_Task instructions_.
If a line in the entries below holds the string "MutexGuard", copy it.

[Dataset entries]
■ ■ ■

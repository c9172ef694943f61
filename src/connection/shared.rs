//! State shared between a connection handle and its writer task.

use std::sync::{Mutex, MutexGuard, PoisonError};

use log::info;
use tokio_util::sync::CancellationToken;
use tracing::debug;

use super::{CloseReason, ConnectionId, state::Lifecycle};
use crate::hooks::ConnectionHooks;

pub(super) struct Shared<R> {
    pub(super) id: ConnectionId,
    pub(super) capacity: usize,
    lifecycle: Mutex<Lifecycle>,
    pub(super) reader: tokio::sync::Mutex<Option<R>>,
    /// Cancelled once teardown begins.
    pub(super) closed: CancellationToken,
    hooks: ConnectionHooks,
}

impl<R> Shared<R> {
    pub(super) fn new(
        id: ConnectionId,
        capacity: usize,
        lifecycle: Lifecycle,
        reader: R,
        closed: CancellationToken,
        hooks: ConnectionHooks,
    ) -> Self {
        Self {
            id,
            capacity,
            lifecycle: Mutex::new(lifecycle),
            reader: tokio::sync::Mutex::new(Some(reader)),
            closed,
            hooks,
        }
    }

    /// Acquire the lifecycle lock.
    ///
    /// No code path panics while holding the lock, so a poisoned guard still
    /// holds consistent state and is recovered.
    pub(super) fn lock(&self) -> MutexGuard<'_, Lifecycle> {
        self.lifecycle
            .lock()
            .unwrap_or_else(PoisonError::into_inner)
    }

    /// Drop the read half unless a read currently holds it; an in-flight read
    /// observes `closed` and drops it itself.
    pub(super) fn release_reader(&self) {
        if let Ok(mut reader) = self.reader.try_lock() {
            reader.take();
        }
    }

    /// Run the side effects of a transition into the terminal state.
    ///
    /// Must be called after the lifecycle lock is released, because hooks may
    /// call back into the connection.
    pub(super) fn after_teardown(&self, teardown: Option<CloseReason>) {
        let Some(reason) = teardown else {
            return;
        };
        self.release_reader();
        if reason == CloseReason::Overflow {
            debug!(
                id = %self.id,
                capacity = self.capacity,
                "connection destroyed: outbound queue full"
            );
            crate::metrics::inc_overflow_destroys();
            self.hooks.on_overflow(self.id, self.capacity);
        }
        info!(
            "connection closed: id={}, reason={reason}, wireconn_active_connections={}",
            self.id,
            super::active_connection_count(),
        );
        self.hooks.on_close(self.id, reason);
    }
}
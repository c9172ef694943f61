//! Utilities for exercising [`wireconn::Connection`] in tests.
//!
//! Provides in-memory transports whose write side can be throttled or
//! inspected, a loopback TCP pair helper, and a serialised log capture
//! fixture.
//!
//! ```rust
//! use wireconn::Connection;
//! use wireconn_testing::memory_pair;
//!
//! # async fn example() {
//! let (transport, _peer, probe) = memory_pair(64);
//! let conn = Connection::new(transport, 4);
//! conn.destroy();
//! # let _ = probe;
//! # }
//! ```

pub mod integration_helpers;
pub mod logging;
pub mod transport;

pub use integration_helpers::{TestResult, read_until_closed, tcp_pair};
pub use logging::{LoggerHandle, logger};
pub use transport::{AbortProbe, MemoryTransport, RecordingWriteHalf, memory_pair};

■ ■ ■

_Completed task_.
use std::sync::{Mutex, MutexGuard, PoisonError};
    pub(super) fn lock(&self) -> MutexGuard<'_, Lifecycle> {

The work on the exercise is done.